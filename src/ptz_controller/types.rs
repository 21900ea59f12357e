//! PTZ Controller type definitions

use crate::models::BoundingBox;
use serde::Serialize;

/// Region in camera PTZ coordinates
#[derive(Debug, Clone, Copy, PartialEq, Eq, Serialize)]
pub struct ZoomRegion {
    pub x1: u32,
    pub y1: u32,
    pub x2: u32,
    pub y2: u32,
}

impl ZoomRegion {
    /// Scale a pixel box into the camera's coordinate space
    pub fn from_box(bbox: &BoundingBox, ratio_x: u32, ratio_y: u32) -> Self {
        let px = |v: f32| v.max(0.0) as u32;
        Self {
            x1: px(bbox.x1.min(bbox.x2)).saturating_mul(ratio_x),
            y1: px(bbox.y1.min(bbox.y2)).saturating_mul(ratio_y),
            x2: px(bbox.x1.max(bbox.x2)).saturating_mul(ratio_x),
            y2: px(bbox.y1.max(bbox.y2)).saturating_mul(ratio_y),
        }
    }
}

/// Result of asking for an actuation
#[derive(Debug, Clone, Copy, PartialEq, Eq, Serialize)]
#[serde(rename_all = "snake_case")]
pub enum TriggerOutcome {
    /// Actuation sequence started
    Started,
    /// Camera engaged or cooling down; request dropped
    Suppressed,
}

/// Actuation state of one camera
#[derive(Debug, Clone, Copy, PartialEq, Eq)]
pub enum ActuationPhase {
    /// Zoomed, holding or returning to preset
    Engaged,
    /// Returned; new triggers dropped until the deadline
    CoolingDown { until: tokio::time::Instant },
}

++++

TASK BRIEF –
Each record needs to be duplicated exactly as given.

REPLY –
filename src/ptz_controller/types.rs
repository 21900ea59f12357e
//! PTZ Controller type definitions

use crate::models::BoundingBox;
use serde::Serialize;

/// Region in camera PTZ coordinates
#[derive(Debug, Clone, Copy, PartialEq, Eq, Serialize)]
pub struct ZoomRegion {
    pub x1: u32,
    pub y1: u32,
    pub x2: u32,
    pub y2: u32,
}

impl ZoomRegion {
    /// Scale a pixel box into the camera's coordinate space
    pub fn from_box(bbox: &BoundingBox, ratio_x: u32, ratio_y: u32) -> Self {
        let px = |v: f32| v.max(0.0) as u32;
        Self {
            x1: px(bbox.x1.min(bbox.x2)).saturating_mul(ratio_x),
            y1: px(bbox.y1.min(bbox.y2)).saturating_mul(ratio_y),
            x2: px(bbox.x1.max(bbox.x2)).saturating_mul(ratio_x),
            y2: px(bbox.y1.max(bbox.y2)).saturating_mul(ratio_y),
        }
    }
}

/// Result of asking for an actuation
#[derive(Debug, Clone, Copy, PartialEq, Eq, Serialize)]
#[serde(rename_all = "snake_case")]
pub enum TriggerOutcome {
    /// Actuation sequence started
    Started,
    /// Camera engaged or cooling down; request dropped
    Suppressed,
}

/// Actuation state of one camera
#[derive(Debug, Clone, Copy, PartialEq, Eq)]
pub enum ActuationPhase {
    /// Zoomed, holding or returning to preset
    Engaged,
    /// Returned; new triggers dropped until the deadline
    CoolingDown { until: tokio::time::Instant },
}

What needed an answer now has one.